Soon after the release of 2019’s acclaimed At the Party With My Brown Friends, Paul moved from Portland back to her homeland, the Swinomish Indian Tribal Community in Washington. The Land, The Water, The Sky recounts the emotional highs and lows of the experience, incorporating the people, landmarks, and language that comprise her home. Paul’s own parents make a guest appearance on the extended coda of “Spaces,” her own voice blending seamlessly into her mother’s as her father’s resounds strongly in the distance.
“Sčičudᶻ (a narrow place),” named for a forest path by the Salish Sea, reflects on the intense connection Paul feels to her natural surroundings, communicating directly with the trail itself. “You know there’s not a part of me that’s not there. I feel it every time I walk through you,” she sings during the track’s weightless introduction, propped up solely by dreamy, fingerpicked guitar. Like many other songs on the record, it follows a linear structure, transitioning from a hummed melody to an impressionist verse and, finally, to an instrumental jam that plays out like a cathartic reaction to the rumination that precedes it. Lead guitar riffs trace shimmering routes across a backdrop of feedback and organ, as if to mimic the real-world setting “Sčičudᶻ” invokes.

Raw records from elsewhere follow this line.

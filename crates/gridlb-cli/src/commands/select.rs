use std::fmt::Write;
use std::path::Path;

use gridlb_calc::{NodeRank, rank_nodes, select_and_record};
use gridlb_state::{Candidate, ClusterState};

use super::{Overrides, load_settings};

pub fn select(
    state_path: &Path,
    config: Option<&Path>,
    overrides: Overrides,
    name_only: bool,
    write: bool,
    format: &str,
) -> anyhow::Result<()> {
    let settings = load_settings(config, overrides)?;
    let mut request = settings.request;
    if name_only {
        request.return_node = false;
    }

    let mut state = ClusterState::load_json(state_path)?;
    let outcome = select_and_record(&mut state, &request);

    if write {
        state.save_json(state_path)?;
    }

    match format {
        "json" => {
            println!("{}", serde_json::to_string_pretty(&outcome)?);
        }
        _ => match &outcome {
            Some(Candidate::Record(node)) => {
                let used = node.resource(request.metric, request.mode).unwrap_or_default();
                println!(
                    "✓ Next node: {} ({} {}: {:.1}% used, {:.1}% free)",
                    node.name,
                    request.metric,
                    request.mode,
                    used,
                    100.0 - used
                );
            }
            Some(Candidate::Name(name)) => println!("{name}"),
            None => println!("✗ No eligible node"),
        },
    }

    Ok(())
}

pub fn rank(
    state_path: &Path,
    config: Option<&Path>,
    overrides: Overrides,
    format: &str,
) -> anyhow::Result<()> {
    let settings = load_settings(config, overrides)?;
    let state = ClusterState::load_json(state_path)?;
    let ranks = rank_nodes(&state, settings.metric(), settings.mode());

    print!("{}", render_ranks(&ranks, format)?);
    Ok(())
}

fn render_ranks(ranks: &[NodeRank], format: &str) -> anyhow::Result<String> {
    let mut out = String::new();
    match format {
        "json" => {
            out.push_str(&serde_json::to_string_pretty(ranks)?);
            out.push('\n');
        }
        _ => {
            writeln!(out, "{:<24} {:>8} {:>8}", "NODE", "USED%", "FREE%")?;
            for r in ranks {
                writeln!(out, "{:<24} {:>8.1} {:>8.1}", r.name, r.used_percent, r.free_percent)?;
            }
            if ranks.is_empty() {
                writeln!(out, "(no eligible nodes)")?;
            }
        }
    }
    Ok(out)
}
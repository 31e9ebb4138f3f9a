use anyhow::Context;
use std::process::ExitCode;

fn main() -> anyhow::Result<ExitCode> {
    let code = agentos::run().context("agent-os failed")?;
    Ok(ExitCode::from(code.clamp(0, 255) as u8))
}
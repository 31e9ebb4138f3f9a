//! Compact output rendering helpers for CLI surfaces.
//!
//! Keeps command result output bounded and readable while preserving signal.

use clap::ValueEnum;
use serde_json::Value as JsonValue;

#[derive(Copy, Clone, Debug, Default, Eq, PartialEq, ValueEnum)]
pub enum OutputFormat {
    #[default]
    Text,
    Json,
}

/// Collapse newlines/extra whitespace and bound length for terminal display.
pub fn compact_line(input: &str, max_chars: usize) -> String {
    let collapsed = input.split_whitespace().collect::<Vec<_>>().join(" ");
    let mut chars = collapsed.chars();
    let preview: String = chars.by_ref().take(max_chars).collect();
    if chars.next().is_some() {
        format!("{}...", preview)
    } else {
        preview
    }
}

/// Render up to `max_items` messages with compact formatting.
pub fn preview_messages(messages: &[String], max_items: usize, max_chars: usize) -> String {
    if messages.is_empty() {
        return String::new();
    }
    let shown = messages
        .iter()
        .take(max_items)
        .map(|m| compact_line(m, max_chars))
        .collect::<Vec<_>>()
        .join(" | ");
    if messages.len() > max_items {
        format!("{} (+{} more)", shown, messages.len() - max_items)
    } else {
        shown
    }
}

/// ASCII progress bar, e.g. `[#####.....]` for 50%.
pub fn progress_bar(percent: u8, width: usize) -> String {
    let filled = (usize::from(percent.min(100)) * width) / 100;
    format!("[{}{}]", "#".repeat(filled), ".".repeat(width - filled))
}

pub fn print_json(value: &JsonValue) {
    match serde_json::to_string_pretty(value) {
        Ok(s) => println!("{}", s),
        Err(_) => println!("{}", value),
    }
}
//! Terminal status rendering: icons and coloured one-line results.

use colored::{ColoredString, Colorize};
use std::env;

#[derive(Clone, Copy, Debug, PartialEq, Eq)]
pub enum ItemStatus {
    Created,
    Updated,
    Unchanged,
    Failed,
    Done,
    Open,
}

impl ItemStatus {
    pub fn icon(&self) -> &'static str {
        match self {
            ItemStatus::Created => "✨",
            ItemStatus::Updated => "🔄",
            ItemStatus::Unchanged => "➖",
            ItemStatus::Failed => "💥",
            ItemStatus::Done => "✅",
            ItemStatus::Open => "⬜",
        }
    }

    fn paint(&self, text: &str) -> ColoredString {
        match self {
            ItemStatus::Created | ItemStatus::Done => text.bright_green(),
            ItemStatus::Updated => text.bright_yellow(),
            ItemStatus::Unchanged | ItemStatus::Open => text.bright_black(),
            ItemStatus::Failed => text.bright_red(),
        }
    }
}

pub fn terminal_width() -> usize {
    env::var("TERM_WIDTH")
        .ok()
        .and_then(|w| w.parse().ok())
        .or_else(|| env::var("COLUMNS").ok().and_then(|c| c.parse().ok()))
        .unwrap_or(80)
}

pub fn print_section(title: &str) {
    println!();
    println!("{}", title.bold());
}

/// Single status line, `depth` levels of two-space indentation.
pub fn print_status_line(message: &str, status: ItemStatus, depth: usize) {
    let indent_s = " ".repeat(2 + depth * 2);
    println!(
        "{}{} {}",
        indent_s,
        status.paint(status.icon()),
        message.bright_white()
    );
}

pub fn print_summary(label: &str, ok: usize, failed: usize) {
    let total = ok + failed;
    if failed == 0 {
        println!(
            "\n{} {} {}/{}",
            "✅".bright_green(),
            label.bold(),
            ok,
            total
        );
    } else {
        println!(
            "\n{} {} {}/{} ({} failed)",
            "❌".bright_red(),
            label.bold(),
            ok,
            total,
            failed.to_string().bright_red()
        );
    }
}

The Land, The Water, The Sky is Black Belt Eagle Scout’s longest, most ambitious effort to date, breaking from the comparatively traditional songcraft of her earlier work to pursue sprawling, meditative tunes that begin and end on their own terms. If you were transfixed by the shoegaze-y second half of “Soft Stud,” the anthemic opener of Paul’s solo debut Mother of My Children there are plenty of patient, swirling stretches of instrumental bliss to get lost in while listening to her latest.